Material shown:
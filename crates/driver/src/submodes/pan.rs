use super::{Context, PadArgs, SubmodeHandler};

/// Pan is shown on the pads but only changed with the knobs.
#[derive(Default)]
pub(crate) struct PanMode;

impl SubmodeHandler for PanMode {
    fn on_pad(&mut self, _args: &PadArgs, _cx: &mut Context) -> bool {
        false
    }
}
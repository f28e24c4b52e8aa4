use crate::event::Event;
use anyhow::Context;
use crossbeam_channel::Sender;
use log::{debug, warn};
use rosc::decoder::decode_udp;
use rosc::{OscMessage, OscPacket, encoder};
use std::net::{SocketAddr, UdpSocket};
use std::thread;

const MAX_PACKET: usize = 1536;

/// Outbound half of the engine connection.
pub(crate) trait OscTransport {
    fn send(&mut self, msg: OscMessage) -> anyhow::Result<()>;

    /// Port the engine should send replies to.
    fn reply_port(&self) -> u16;
}

pub(crate) struct UdpTransport {
    socket: UdpSocket,
    target: SocketAddr,
}

impl UdpTransport {
    /// Binds an ephemeral local port used both for sending and for replies.
    pub fn bind(target: SocketAddr) -> anyhow::Result<Self> {
        let socket = UdpSocket::bind("127.0.0.1:0").context("Can't bind OSC socket")?;
        Ok(Self { socket, target })
    }

    /// Forwards every inbound message to the dispatch loop until it goes away.
    pub fn spawn_listener(&self, events: Sender<Event>) -> anyhow::Result<()> {
        let socket = self.socket.try_clone()?;
        thread::Builder::new()
            .name("osc-in".to_string())
            .spawn(move || listen(socket, events))?;
        Ok(())
    }
}

impl OscTransport for UdpTransport {
    fn send(&mut self, msg: OscMessage) -> anyhow::Result<()> {
        let buf = encoder::encode(&OscPacket::Message(msg))
            .map_err(|e| anyhow::anyhow!("Can't encode OSC message: {e:?}"))?;
        self.socket.send_to(&buf, self.target)?;
        Ok(())
    }

    fn reply_port(&self) -> u16 {
        self.socket.local_addr().map(|a| a.port()).unwrap_or_default()
    }
}

fn listen(socket: UdpSocket, events: Sender<Event>) {
    let mut buf = [0u8; MAX_PACKET];
    loop {
        let size = match socket.recv_from(&mut buf) {
            Ok((size, _)) => size,
            Err(e) => {
                warn!("OSC receive failed: {e}");
                continue;
            }
        };
        let packet = match decode_udp(&buf[..size]) {
            Ok((_, packet)) => packet,
            Err(e) => {
                debug!("Dropping undecodable OSC packet: {e:?}");
                continue;
            }
        };
        let mut messages = Vec::new();
        flatten(packet, &mut messages);
        for msg in messages {
            if events.send(Event::Osc(msg)).is_err() {
                return;
            }
        }
    }
}

fn flatten(packet: OscPacket, out: &mut Vec<OscMessage>) {
    match packet {
        OscPacket::Message(msg) => out.push(msg),
        OscPacket::Bundle(bundle) => {
            for p in bundle.content {
                flatten(p, out);
            }
        }
    }
}
//! State to LED frame. Everything here is a pure function of [`EngineState`].

use crate::sessions::session_pad;
use crate::state::{EngineState, LoopState, Submode, TrackCtrl, TrackState};
use apc_library::colors::{Color, SoftKey};
use apc_library::controls::{Buttons, COLS, ROWS, get_pad, pad_row, row_pads, row_start_pad};
use apc_library::font::{Font, GlyphStyle};
use apc_library::lights::{LED_BRIGHTS, LedInstruction, LedMode};
use std::collections::{BTreeMap, HashSet};

/// States whose colors label the command row in the default view, by column.
const TRACK_COMMANDS: [LoopState; COLS] = [
    LoopState::Recording,
    LoopState::Multiplying,
    LoopState::Inserting,
    LoopState::Replacing,
    LoopState::Substituting,
    LoopState::PlayingOnce,
    LoopState::TriggerPlay,
    LoopState::Paused,
];

/// Level columns of the selected loop view.
pub(crate) const TRACK_LEVELS: [Option<TrackCtrl>; COLS] = [
    Some(TrackCtrl::InPeakMeter),
    Some(TrackCtrl::RecThresh),
    Some(TrackCtrl::InputGain),
    Some(TrackCtrl::Wet),
    Some(TrackCtrl::Dry),
    Some(TrackCtrl::Feedback),
    Some(TrackCtrl::PitchShift),
    None,
];

const LEVEL_COLORS: [Color; COLS] = [
    Color::Red,
    Color::Red,
    Color::Lime,
    Color::Blue,
    Color::DarkGrey,
    Color::Purple,
    Color::White,
    Color::White,
];

/// Boolean loop settings toggled in the sync view, by column.
pub(crate) const SYNC_SETTINGS: [Option<TrackCtrl>; COLS] = [
    Some(TrackCtrl::Sync),
    Some(TrackCtrl::RelativeSync),
    Some(TrackCtrl::PlaybackSync),
    Some(TrackCtrl::MuteQuantized),
    Some(TrackCtrl::OverdubQuantized),
    Some(TrackCtrl::ReplaceQuantized),
    None,
    None,
];

const SETTING_COLORS: [Color; 6] = [
    Color::Blue,
    Color::Lime,
    Color::Green,
    Color::DarkGreen,
    Color::Purple,
    Color::PinkLight,
];

/// Indexed by `sync_source + 3`.
const SYNC_SOURCE_COLORS: [Color; 6] = [
    Color::White,
    Color::Orange,
    Color::Red,
    Color::DarkGrey,
    Color::Blue,
    Color::BlueDark,
];

const QUANTIZE_COLORS: [Color; 4] = [Color::White, Color::Orange, Color::BrownishRed, Color::Blue];

/// Pads of the eighths steppers in the sync view.
pub(crate) const EIGHTHS_UP_PAD: u8 = 30;
pub(crate) const EIGHTHS_DOWN_PAD: u8 = 22;

const SYNC_SOURCE_PAD: u8 = 38;
const QUANTIZE_PAD: u8 = 39;

/// Groups are picked from the first five pads of the command row.
pub(crate) const GROUPS: usize = 5;

/// Stable merge of LED layers: the first instruction for an index wins and
/// the result is ordered by index.
pub(crate) fn overlay(layers: &[&[LedInstruction]]) -> Vec<LedInstruction> {
    let mut seen = HashSet::new();
    let mut out: Vec<LedInstruction> = layers
        .iter()
        .flat_map(|layer| layer.iter())
        .filter(|led| seen.insert(led.index))
        .copied()
        .collect();
    out.sort_by_key(|led| led.index);
    out
}

/// LED writes needed to go from `prev` to `next`. LEDs missing from `next`
/// are switched off.
pub(crate) fn diff(prev: &[LedInstruction], next: &[LedInstruction]) -> Vec<LedInstruction> {
    let old: BTreeMap<u8, &LedInstruction> = prev.iter().map(|l| (l.index, l)).collect();
    let new: HashSet<u8> = next.iter().map(|l| l.index).collect();

    let mut out: Vec<LedInstruction> = next
        .iter()
        .filter(|l| old.get(&l.index) != Some(l))
        .copied()
        .collect();
    out.extend(
        old.keys()
            .filter(|i| !new.contains(i))
            .map(|i| LedInstruction::off(*i)),
    );
    out.sort_by_key(|l| l.index);
    out
}
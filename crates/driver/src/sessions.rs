use anyhow::Context;
use apc_library::controls::{COLS, ROWS};
use std::fs;
use std::path::{Path, PathBuf};

/// Where saved sessions live. The files are opaque to us; only their
/// numbered names matter.
pub(crate) trait SessionStore {
    fn list(&self) -> anyhow::Result<Vec<String>>;

    /// Path handed to the engine for the session on `pad`.
    fn path_for(&self, pad: u8) -> String;
}

pub(crate) struct SessionDir {
    dir: PathBuf,
    extension: String,
}

impl SessionDir {
    pub fn new(dir: impl Into<PathBuf>, extension: &str) -> Self {
        Self {
            dir: dir.into(),
            extension: extension.to_string(),
        }
    }
}

impl SessionStore for SessionDir {
    fn list(&self) -> anyhow::Result<Vec<String>> {
        let entries = fs::read_dir(&self.dir)
            .with_context(|| format!("Can't read session directory {}", self.dir.display()))?;
        let mut names = Vec::new();
        for entry in entries {
            let entry = entry?;
            let path = entry.path();
            if !path.is_file() || path.extension().and_then(|e| e.to_str()) != Some(self.extension.as_str()) {
                continue;
            }
            if let Some(name) = path.file_name().and_then(|n| n.to_str()) {
                names.push(name.to_string());
            }
        }
        Ok(names)
    }

    fn path_for(&self, pad: u8) -> String {
        self.dir
            .join(format!("{pad:02}.{}", self.extension))
            .to_string_lossy()
            .into_owned()
    }
}

/// Pad a session file is shown on, from its `NN.ext` name.
pub(crate) fn session_pad(name: &str) -> Option<u8> {
    let stem = Path::new(name).file_stem()?.to_str()?;
    if stem.len() != 2 || !stem.bytes().all(|b| b.is_ascii_digit()) {
        return None;
    }
    let pad: u8 = stem.parse().ok()?;
    ((pad as usize) < ROWS * COLS).then_some(pad)
}

#[cfg(test)]
pub(crate) mod tests {
    use super::*;

    /// Fixed listing for handler tests.
    #[derive(Default)]
    pub(crate) struct FakeSessions(pub Vec<String>);

    impl SessionStore for FakeSessions {
        fn list(&self) -> anyhow::Result<Vec<String>> {
            Ok(self.0.clone())
        }

        fn path_for(&self, pad: u8) -> String {
            format!("/sessions/{pad:02}.slsess")
        }
    }

    #[test]
    fn parses_pad_from_file_name() {
        assert_eq!(session_pad("07.slsess"), Some(7));
        assert_eq!(session_pad("39.slsess"), Some(39));
        assert_eq!(session_pad("40.slsess"), None);
        assert_eq!(session_pad("live.slsess"), None);
        assert_eq!(session_pad("00.slsess"), Some(0));
        assert_eq!(session_pad("5.slsess"), None);
        assert_eq!(session_pad("+5.slsess"), None);
        assert_eq!(session_pad("007.slsess"), None);
    }

    #[test]
    fn lists_only_session_files() {
        let dir = std::env::temp_dir().join(format!("apc-sl-sessions-{}", std::process::id()));
        fs::create_dir_all(&dir).unwrap();
        fs::write(dir.join("03.slsess"), b"").unwrap();
        fs::write(dir.join("notes.txt"), b"").unwrap();

        let store = SessionDir::new(&dir, "slsess");
        assert_eq!(store.list().unwrap(), vec!["03.slsess".to_string()]);
        assert_eq!(store.path_for(5), dir.join("05.slsess").to_string_lossy());

        fs::remove_dir_all(&dir).unwrap();
    }
}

Brief:
The lines of the data, from the first through the one containing "fn on_pad(&mut self, _args: &PadArgs, _cx: &mut", are to be transcribed exactly.

Your response:
filename crates/driver/src/submodes/pan.rs
use super::{Context, PadArgs, SubmodeHandler};

/// Pan is shown on the pads but only changed with the knobs.
#[derive(Default)]
pub(crate) struct PanMode;

impl SubmodeHandler for PanMode {
    fn on_pad(&mut self, _args: &PadArgs, _cx: &mut Context) -> bool {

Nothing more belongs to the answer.